Problem to solve: Return all of the records exactly.

(Stored data)
■ ■ ■ ■

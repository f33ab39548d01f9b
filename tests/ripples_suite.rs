use ripple_pond::ripples::{RippleEvent, RippleLog};

/// Build a distinguishable event; spawn times increase with the index.
fn event(i: usize) -> RippleEvent {
    RippleEvent {
        x: (i % 10) as f32 / 10.0,
        y: (i % 7) as f32 / 7.0,
        spawn_time: i as f32 * 0.01,
    }
}

#[test]
fn capacity_is_never_exceeded() {
    let mut log = RippleLog::new(50);
    for i in 0..137 {
        log.append(event(i));
        assert!(log.len() <= 50);
    }
    assert_eq!(log.len(), 50);
    assert_eq!(log.capacity(), 50);
}

#[test]
fn overflow_evicts_the_oldest_first() {
    let mut log = RippleLog::new(3);
    for i in 0..5 {
        log.append(event(i));
    }
    let snap = log.snapshot();
    assert_eq!(snap.len(), 3);
    assert_eq!(snap[0], event(2));
    assert_eq!(snap[1], event(3));
    assert_eq!(snap[2], event(4));
}

#[test]
fn fifty_one_appends_keep_the_most_recent_fifty() {
    let mut log = RippleLog::new(50);
    for i in 0..51 {
        log.append(event(i));
    }
    assert_eq!(log.len(), 50);
    let snap = log.snapshot();
    // The very first append is gone; everything else survives in order.
    assert!(!snap.contains(&event(0)));
    assert_eq!(snap[0], event(1));
    assert_eq!(snap[49], event(50));
}

#[test]
fn snapshot_is_in_spawn_order() {
    let mut log = RippleLog::new(10);
    for i in 0..25 {
        log.append(event(i));
    }
    let snap = log.snapshot();
    for pair in snap.windows(2) {
        assert!(pair[0].spawn_time <= pair[1].spawn_time);
    }
}

#[test]
fn latest_tracks_the_last_append() {
    let mut log = RippleLog::new(4);
    assert!(log.latest().is_none());
    for i in 0..9 {
        log.append(event(i));
        assert_eq!(log.latest(), Some(event(i)));
    }
}

#[test]
fn clear_empties_the_log() {
    let mut log = RippleLog::new(8);
    for i in 0..8 {
        log.append(event(i));
    }
    log.clear();
    assert!(log.is_empty());
    assert_eq!(log.snapshot().len(), 0);
    // Appends after a clear start fresh.
    log.append(event(42));
    assert_eq!(log.len(), 1);
}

■ ■ ■ ■

Solved problem:
repository f33ab39548d01f9b
filename tests/ripples_suite.rs
use ripple_pond::ripples::{RippleEvent, RippleLog};

/// Build a distinguishable event; spawn times increase with the index.
fn event(i: usize) -> RippleEvent {
    RippleEvent {
        x: (i % 10) as f32 / 10.0,
        y: (i % 7) as f32 / 7.0,
        spawn_time: i as f32 * 0.01,
    }
}

#[test]
fn capacity_is_never_exceeded() {
    let mut log = RippleLog::new(50);
    for i in 0..137 {
        log.append(event(i));
        assert!(log.len() <= 50);
    }
    assert_eq!(log.len(), 50);
    assert_eq!(log.capacity(), 50);
}

#[test]
fn overflow_evicts_the_oldest_first() {
    let mut log = RippleLog::new(3);
    for i in 0..5 {
        log.append(event(i));
    }
    let snap = log.snapshot();
    assert_eq!(snap.len(), 3);
    assert_eq!(snap[0], event(2));
    assert_eq!(snap[1], event(3));
    assert_eq!(snap[2], event(4));
}

#[test]
fn fifty_one_appends_keep_the_most_recent_fifty() {
    let mut log = RippleLog::new(50);
    for i in 0..51 {
        log.append(event(i));
    }
    assert_eq!(log.len(), 50);
    let snap = log.snapshot();
    // The very first append is gone; everything else survives in order.
    assert!(!snap.contains(&event(0)));
    assert_eq!(snap[0], event(1));
    assert_eq!(snap[49], event(50));
}

#[test]
fn snapshot_is_in_spawn_order() {
    let mut log = RippleLog::new(10);
    for i in 0..25 {
        log.append(event(i));
    }
    let snap = log.snapshot();
    for pair in snap.windows(2) {
        assert!(pair[0].spawn_time <= pair[1].spawn_time);
    }
}

#[test]
fn latest_tracks_the_last_append() {
    let mut log = RippleLog::new(4);
    assert!(log.latest().is_none());
    for i in 0..9 {
        log.append(event(i));
        assert_eq!(log.latest(), Some(event(i)));
    }
}

#[test]
fn clear_empties_the_log() {
    let mut log = RippleLog::new(8);
    for i in 0..8 {
        log.append(event(i));
    }
    log.clear();
    assert!(log.is_empty());
    assert_eq!(log.snapshot().len(), 0);
    // Appends after a clear start fresh.
    log.append(event(42));
    assert_eq!(log.len(), 1);
}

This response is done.